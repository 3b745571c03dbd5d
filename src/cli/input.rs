// Copyright (c) 2024-2025 Jesse Morgan
// Licensed under the MIT License. See LICENSE file for details.

//! Interactive input handling for the dlman prompt.
//!
//! Provides command-line input with:
//! - Tab completion for `:` commands and download indices
//! - Command history in `~/.dlman/history.txt`
//! - Inline hints
//! - Pre-filled prompts for key bindings

use anyhow::{Context, Result};
use rustyline::history::DefaultHistory;
use rustyline::{ColorMode, CompletionType, Config, EditMode, Editor};
use std::path::PathBuf;

use super::completer::DlmanCompleter;

/// History file name in config directory.
const HISTORY_FILE: &str = "history.txt";

/// Maximum history entries to keep.
const MAX_HISTORY_ENTRIES: usize = 1000;

/// Interactive input handler with tab completion and history.
pub struct InteractiveInput {
    editor: Editor<DlmanCompleter, DefaultHistory>,
    history_path: Option<PathBuf>,
}

impl InteractiveInput {
    pub fn new() -> Result<Self> {
        let config = Config::builder()
            .history_ignore_space(true)
            .history_ignore_dups(true)?
            .completion_type(CompletionType::List)
            .edit_mode(EditMode::Emacs)
            .color_mode(ColorMode::Enabled)
            .auto_add_history(true)
            .max_history_size(MAX_HISTORY_ENTRIES)?
            .build();

        let mut editor = Editor::with_config(config).context("Failed to create input editor")?;
        editor.set_helper(Some(DlmanCompleter::new()));

        let history_path = Self::get_history_path();
        if let Some(ref path) = history_path {
            if path.exists() {
                if let Err(e) = editor.load_history(path) {
                    tracing::debug!("could not load history: {}", e);
                }
            }
        }

        Ok(Self {
            editor,
            history_path,
        })
    }

    fn get_history_path() -> Option<PathBuf> {
        dirs::home_dir().map(|home| home.join(".dlman").join(HISTORY_FILE))
    }

    /// Keep index completion in step with the registry.
    pub fn set_download_count(&mut self, count: usize) {
        if let Some(helper) = self.editor.helper_mut() {
            helper.set_download_count(count);
        }
    }

    /// Read a line of input with the given prompt.
    ///
    /// Returns `Ok(Some(line))` on input, `Ok(None)` on EOF (Ctrl+D).
    pub fn read_line(&mut self, prompt: &str) -> Result<Option<String>> {
        self.read_line_with_initial(prompt, "")
    }

    /// Read a line with `initial` already typed after the prompt.
    pub fn read_line_with_initial(&mut self, prompt: &str, initial: &str) -> Result<Option<String>> {
        match self.editor.readline_with_initial(prompt, (initial, "")) {
            Ok(line) => {
                self.save_history();
                Ok(Some(line))
            }
            Err(rustyline::error::ReadlineError::Interrupted) => Ok(Some(String::new())),
            Err(rustyline::error::ReadlineError::Eof) => Ok(None),
            Err(e) => Err(anyhow::anyhow!("Input error: {}", e)),
        }
    }

    fn save_history(&mut self) {
        let Some(ref path) = self.history_path else {
            return;
        };
        if let Some(parent) = path.parent() {
            let _ = std::fs::create_dir_all(parent);
        }
        if let Err(e) = self.editor.save_history(path) {
            tracing::debug!("could not save history: {}", e);
        }
    }
}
━━━━━━━━━━
> **ASSIGNED TASK**:
Above are the records. Identify each line that contains the word "InteractiveInput".

> **WRITTEN REPLY**:
pub struct InteractiveInput {
impl InteractiveInput {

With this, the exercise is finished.